Describe the role and function of the Transnational Organised Crime Convention

The Transnational Organised Crime Convention is a multi-lateral convention established by the United Nations in December 2000 with the expressed aim of demonstrating the “political will to answer a global challenge with a global response.” It should consequently be seen as formal recognition that the new security problems posited by the advent of the era of globalisation (aided and abetted by the proliferation of new technology) currently reside beyond the scope of any one sovereign nation-state.

It should also be understood as a collective response by western liberal democracies to the growing threat posed by ‘new’ dangers to international security including both transnational crime and terror. The Convention therefore plays an important political role in uniting member state actors against all aggressive non-state actors that look to destabilise international and regional security.

The Convention also ought to be understood to be playing a key symbolic role in light of the UN’s ongoing fight against human rights abuses taking place across the globe with the perpetuation of global organised crime in the guise of people trafficking (including the trafficking of sex workers and children) posing one of the greatest contemporary threats to the cause of human rights.

When one recalls that the UN was established primarily to prevent a reoccurrence of the human rights abuses which characterised the Holocaust, we can see how important the role and function of the Transnational Organised Crime Convention is to the broader mandate of the United Nations.

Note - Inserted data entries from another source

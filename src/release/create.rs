//! `srt create`: write the release artifacts
//!
//! Release candidates are diffed against the base of the previous release
//! and their series covers only the commits since it. Final releases are
//! diffed against their own base and the series is taken from the rebase
//! tag, which carries the cleaned up history.

use std::fs;
use std::path::Path;

use tracing::{debug, info};

use crate::domain::ReleaseContext;
use crate::error::Result;
use crate::process::{ToolCommand, ToolRunner};
use crate::ui;

/// Name of the quilt series file inside the series directory
pub const SERIES_FILE: &str = "series";

/// Revision ranges an artifact set is built from
#[derive(Debug, Clone, PartialEq, Eq)]
pub struct Ranges {
    /// `(from, to)` of the full patch
    pub diff: (String, String),
    /// `(from, to)` of the patch series
    pub series: (String, String),
}

pub fn ranges(ctx: &ReleaseContext) -> Result<Ranges> {
    let new = &ctx.new.tag;
    if new.is_release_candidate() {
        let old = &ctx.old.tag;
        Ok(Ranges {
            diff: (old.base()?, new.to_string()),
            series: (old.to_string(), new.to_string()),
        })
    } else {
        Ok(Ranges {
            diff: (new.base()?, new.to_string()),
            series: (new.base()?, new.rebase_form()),
        })
    }
}

/// `git diff from to | xz -9 > file`
pub fn create_patch_file(runner: &dyn ToolRunner, from: &str, to: &str, file: &Path) -> Result<()> {
    runner.pipe_to_file(
        &ToolCommand::git(["diff", from, to]),
        &ToolCommand::new("xz").arg("-9"),
        file,
    )
}

pub fn create_series(runner: &dyn ToolRunner, from: &str, to: &str, dir: &Path) -> Result<()> {
    let dir_arg = dir.to_string_lossy();
    runner.run(&ToolCommand::git([
        "format-patch".to_string(),
        "-q".to_string(),
        "-o".to_string(),
        dir_arg.into_owned(),
        format!("{}..{}", from, to),
    ]))?;
    write_series_file(dir)
}

/// List every regular file of `dir` except the series file itself, sorted,
/// one per line
pub fn write_series_file(dir: &Path) -> Result<()> {
    let mut patches = Vec::new();
    for entry in fs::read_dir(dir)? {
        let entry = entry?;
        if !entry.file_type()?.is_file() {
            continue;
        }
        let name = entry.file_name().to_string_lossy().into_owned();
        if name != SERIES_FILE {
            patches.push(name);
        }
    }
    patches.sort();
    debug!("{} patches in series", patches.len());

    let content: String = patches.iter().map(|p| format!("{}\n", p)).collect();
    fs::write(dir.join(SERIES_FILE), content)?;
    Ok(())
}

/// Tarball of the `patches/` directory below `dir`
pub fn create_tar_file(runner: &dyn ToolRunner, dir: &Path, file: &Path) -> Result<()> {
    runner.run(&ToolCommand::new("tar").args([
        "-C".to_string(),
        dir.to_string_lossy().into_owned(),
        "-cJf".to_string(),
        file.to_string_lossy().into_owned(),
        "patches/".to_string(),
    ]))?;
    Ok(())
}

pub fn run(runner: &dyn ToolRunner, ctx: &ReleaseContext) -> Result<()> {
    for dir in [&ctx.new.dir_patches, &ctx.new.dir_series] {
        fs::create_dir_all(dir)?;
    }

    let ranges = ranges(ctx)?;
    debug!(?ranges);

    create_patch_file(runner, &ranges.diff.0, &ranges.diff.1, &ctx.new.patch_file)?;
    create_series(runner, &ranges.series.0, &ranges.series.1, &ctx.new.dir_series)?;
    create_tar_file(runner, &ctx.new.dir_patches, &ctx.new.tar_file)?;

    if let Some(incr) = ctx.incremental_patch_file() {
        create_patch_file(runner, &ctx.old.tag.to_string(), &ctx.new.tag.to_string(), incr)?;
    }

    info!("Created artifacts for {}", ctx.new.tag);
    ui::display_artifacts(&ctx.new.dir_patches, &ctx.artifact_files());
    Ok(())
}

As with other UN Conventions (such as the Convention on the Rights of a Child or the Convention on Climate Change), the primary function of the Transnational Organised Crime Convention is to promote cooperation across member states so as to curtail the spread of transnational crime.

The Convention is therefore “essentially an instrument of international cooperation. Its purpose is to promote intra-state cooperation to combat transnational crime.” Thus, the Protocols constitute the ideological backbone to the Convention and its incumbent mission to provide a political response to the global problem of transnational crime.

However, as is the case with other UN Conventions, we ought to understand the difference between establishing protocols and laying down a law as well as the difference between encouraging intra-state cooperation and making international legal reform a reality in the contemporary world order thus, while the Convention and its protocols are able to effectively define what transnational crime is as well as underline the best ways of tackling it, the Convention cannot enforce international law. This, in the final analysis, remains one of the major problems in fighting contemporary transnational crime – a problem that the United Nations seems at present completely unable to resolve.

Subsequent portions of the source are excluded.